Brittany Higgins Rape Trial and Sofronoff Inquiry into ACT Criminal Justice System - Part 6

>>18895060 Brittany Higgins’ ‘drive to be in media’ made work difficult: top cop - The senior police officer who oversaw the investigation into Brittany Higgins’ rape allegation says the complainant’s “drive to be in the media” made their work “difficult”, and that the case impacted their relationship with the Victims of Crime Commissioner, Heidi Yates. During cross examination of Detective Superintendent Scott Moller, Heidi Yates’s lawyer, Peggy Dwyer, asserted that the Victims of Crime Commissioner was “well within her rights” to become Ms Higgins’ support person and act as a conduit between the complainant and police who were investigating her rape claim against Bruce Lehrmann.

>>18895074 Police officer who led investigation into Brittany Higgins's rape allegation reveals he is sexual assault survivor - The head investigator into Brittany Higgins's allegation that she had been raped has revealed he is a survivor of sexual assault.
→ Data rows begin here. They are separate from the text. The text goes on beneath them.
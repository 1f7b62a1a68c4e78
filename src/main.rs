use std::path::PathBuf;
use std::process::ExitCode;

use anyhow::Result;
use clap::Parser;
use tracing::{error, info};
use tracing_subscriber::EnvFilter;

use hotfeed::{Config, Database, Harvester};

/// Harvest trending articles from hot-entry feeds into a local database.
#[derive(Debug, Parser)]
#[command(name = "hotfeed", version, about)]
struct Args {
    /// Path to the configuration file
    #[arg(short, long, default_value = "hotfeed.toml")]
    config: PathBuf,

    /// Override the database path from the config file
    #[arg(short, long)]
    database: Option<String>,
}

#[tokio::main]
async fn main() -> ExitCode {
    tracing_subscriber::fmt()
        .with_env_filter(
            EnvFilter::try_from_default_env().unwrap_or_else(|_| EnvFilter::new("info")),
        )
        .init();

    let args = Args::parse();

    let mut config = match Config::load(&args.config) {
        Ok(config) => config,
        Err(e) => {
            error!(error = %e, "Failed to load configuration");
            return ExitCode::FAILURE;
        }
    };
    if let Some(database) = args.database {
        config.database_path = database;
    }

    let db = match Database::open(&config.database_path).await {
        Ok(db) => db,
        Err(e) => {
            error!(path = %config.database_path, error = %e, "Failed to open database");
            return ExitCode::FAILURE;
        }
    };

    let result = run_harvest(&db, config).await;
    db.close().await;

    match result {
        Ok(()) => ExitCode::SUCCESS,
        Err(e) => {
            error!(error = %e, "Harvest failed");
            ExitCode::FAILURE
        }
    }
}

/// Seed categories and run the harvest. Split out so the database is closed
/// on every exit path.
async fn run_harvest(db: &Database, config: Config) -> Result<()> {
    let names: Vec<&str> = config.categories.iter().map(|c| c.name.as_str()).collect();
    db.seed_categories(&names).await?;

    let harvester = Harvester::new(db.clone(), config)?;
    harvester.run().await?;

    info!("Done");
    Ok(())
}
Detective Superintendent Scott Moller disclosed the information on his third day of giving evidence to an ACT board of inquiry, which is examining the conduct of criminal justice agencies in the prosecution of Bruce Lehrmann. Wrapping up his time providing evidence, Superintendent Moller's lawyer, Matt Black, asked him what life experience he brought to his role with ACT police. Superintendent Moller told the inquiry that 45 years ago he was sexually assaulted. "I'm a survivor," he said. "That has driven my desire to make sure [other victims are supported]."

>>18900712 Brittany Higgins ‘naked and asleep’ on sofa not enough to charge Bruce Lehrmann with rape, Sofronoff inquiry told - A police officer investigating Brittany Higgins’ rape allegations has told the Sofronoff inquiry that investigators had not established all three legal requirements necessary to charge Bruce Lehrmann with sexual assault. In evidence to the Board of Inquiry into the ACT’s criminal justice system on Thursday, Senior Constable Emma Frizzell rejected a suggestion by Mark Tedeschi KC, who is representing the Director of Public Prosecutions Shane Drumgold, that the first requirement was satisfied, namely, that there was “corroboration” that sexual intercourse took place.

>>18906031 Case against Bruce Lehrmann ‘very weak’: AFP Commander Michael Chew at Sofronoff inquiry - A high-ranking federal police officer says he believed the case against Bruce Lehrmann for the alleged rape of Brittany Higgins was “very weak”, but he directed officers to push ahead because he was concerned that the media was compromising the former staffer’s right to a fair trial. AFP Commander Michael Chew, deputy chief of ACT Police between August 2018 and 2021, said he had had almost daily conversations with detective Superintendent Scott Moller about the strength and weakness of the evidence against Mr Lehrmann.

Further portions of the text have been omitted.